In 2009, In the Kitchen also became home to several micro-food businesses and served as an incubator to new businesses. Currently, In the Kitchen offers a kitchen share program.
Most recently Wendy has devoted much of her time to the organization Live Healthy Nevada County which improves access to healthy, local foods as well as farm to school connections.
Prior to founding In the Kitchen, Wendy received a B.A. in cultural anthropology from Pitzer College in Claremont, Ca. She also studied at Bauman College in Berkeley and is a certified Nutrition Educator.
Her passion for cooking developed while in college and working at a student run cafe called The Grove House Kitchen. From there she worked for Bay Area catering and events company, Jane Hammond Events, Aubergine in Berkeley and at Gialina in San Francisco.
Wendy has taught cooking and nutrition classes in both public and private schools, including Berkeley Youth Alternatives, a community center offering enrichment classes to underserved populations, The North Oakland Community Charter School.  She was also involved with the Edible Schoolyard project at Martin Luther King, Jr. Middle School, which actively integrates the crucial connections between agriculture and culinary arts.
In 2006 she designed and produced the hot lunch program at the Oakland Community Charter School. In the fall of 2006, Wendy worked on the Alexander Valley Vineyard in Healdsburg, CA as the assistant chef in residence for the grape harvest and crush season.
She has been member of Slow Food, the Weston A. Price Foundation, and the National Association of Nutrition Professionals


Joe Meade- Teacher, fermentation and burrito expert Joe is a passionate home cook, artist, storyteller and character. He teaches the Indian class as well the Yoga of Cooking. He has cooked for a thousand people at festivals, run a bed and breakfast and been a vegetarian for 25 years. He is a new father and looks forward to cooking colorful baby mashes soon!

 

 

 


Pauli Halstead
Pauli Halstead, author of Primal Cuisine, Cooking for the Paleo Diet, will teach why the primal diet of our ancestors is the most successful from an evolutionary standpoint and the diet that we will thrive on today. The class focuses on protein from exclusively grass-fed meat, wild fish, healthy fats, non-starchy organic vegetables, nuts, seeds and berries as key to the primal diet.
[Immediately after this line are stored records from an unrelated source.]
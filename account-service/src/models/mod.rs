pub mod refresh_token;
pub mod user;

pub use refresh_token::RefreshToken;
pub use user::{Role, User, UserResponse, UserSummary};
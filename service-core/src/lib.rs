//! service-core: shared infrastructure for the account service.

pub mod error;
pub mod middleware;
pub mod observability;
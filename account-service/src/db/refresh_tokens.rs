//! Refresh token store: one row per issued refresh credential.
//!
//! Rotation and expiry decisions live in the session service; this layer
//! is a thin persistence boundary.

use async_trait::async_trait;
use sqlx::PgPool;
use uuid::Uuid;

use crate::{models::RefreshToken, services::ServiceError};

#[async_trait]
pub trait RefreshTokenStore: Send + Sync {
    async fn create(&self, token: &RefreshToken) -> Result<(), ServiceError>;

    /// All stored rows for a user, i.e. their currently valid, unused
    /// refresh credentials.
    async fn find_by_user(&self, user_id: Uuid) -> Result<Vec<RefreshToken>, ServiceError>;

    /// Delete a single row, reporting whether this call removed it.
    ///
    /// This is the atomic consume step of rotation: when two requests
    /// present the same secret, at most one caller observes `true`.
    async fn delete_by_id(&self, id: Uuid) -> Result<bool, ServiceError>;

    /// Bulk delete for logout. Returns the number of rows removed.
    async fn delete_by_user(&self, user_id: Uuid) -> Result<u64, ServiceError>;
}

#[derive(Clone)]
pub struct PgRefreshTokenStore {
    pool: PgPool,
}

impl PgRefreshTokenStore {
    pub fn new(pool: PgPool) -> Self {
        Self { pool }
    }
}

#[async_trait]
impl RefreshTokenStore for PgRefreshTokenStore {
    async fn create(&self, token: &RefreshToken) -> Result<(), ServiceError> {
        sqlx::query(
            "INSERT INTO refresh_tokens (id, user_id, token_hash, expires_at, created_at)
             VALUES ($1, $2, $3, $4, $5)",
        )
        .bind(token.id)
        .bind(token.user_id)
        .bind(&token.token_hash)
        .bind(token.expires_at)
        .bind(token.created_at)
        .execute(&self.pool)
        .await?;

        Ok(())
    }

    async fn find_by_user(&self, user_id: Uuid) -> Result<Vec<RefreshToken>, ServiceError> {
        let tokens = sqlx::query_as::<_, RefreshToken>(
            "SELECT id, user_id, token_hash, expires_at, created_at
             FROM refresh_tokens WHERE user_id = $1",
        )
        .bind(user_id)
        .fetch_all(&self.pool)
        .await?;

        Ok(tokens)
    }

    async fn delete_by_id(&self, id: Uuid) -> Result<bool, ServiceError> {
        // A single conditional DELETE; the affected count tells the caller
        // whether it won the consume race.
        let result = sqlx::query("DELETE FROM refresh_tokens WHERE id = $1")
            .bind(id)
            .execute(&self.pool)
            .await?;

        Ok(result.rows_affected() > 0)
    }

    async fn delete_by_user(&self, user_id: Uuid) -> Result<u64, ServiceError> {
        let result = sqlx::query("DELETE FROM refresh_tokens WHERE user_id = $1")
            .bind(user_id)
            .execute(&self.pool)
            .await?;

        Ok(result.rows_affected())
    }
}
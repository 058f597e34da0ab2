//! Function for running the command line program.

use super::{
    batch::run_batch_subcommand, build, completions::run_completions_subcommand,
    interpolate::run_interpolate_subcommand,
};
use clap::ArgMatches;
use std::time::Instant;

/// Runs the `plevel` command line program.
pub fn run() {
    run_with_args(build::build().get_matches());
}

/// Runs the `plevel` command line program with the given parsed arguments.
pub fn run_with_args(arguments: ArgMatches) {
    let start_instant = Instant::now();

    match arguments.subcommand() {
        Some(("interpolate", interpolate_arguments)) => {
            run_interpolate_subcommand(interpolate_arguments)
        }
        Some(("batch", batch_arguments)) => run_batch_subcommand(batch_arguments),
        Some(("completions", completions_arguments)) => {
            run_completions_subcommand(completions_arguments)
        }
        _ => {}
    }

    if arguments.get_flag("timing") {
        println!("Elapsed time: {} s", start_instant.elapsed().as_secs_f64());
    }
}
Pauli’s culinary career began in San Francisco in 1975 when she opened Pauli’s Café, a wonderful neighborhood restaurant on the corner of Fillmore and Washington streets. She also ran a successful catering business, The Best of Everything, in the Napa Valley for over twenty years. Pauli now has a new venture, Sierra Farm to Table, with her partner, Shanan Manuel, which features local and regionally sourced food from Nevada County.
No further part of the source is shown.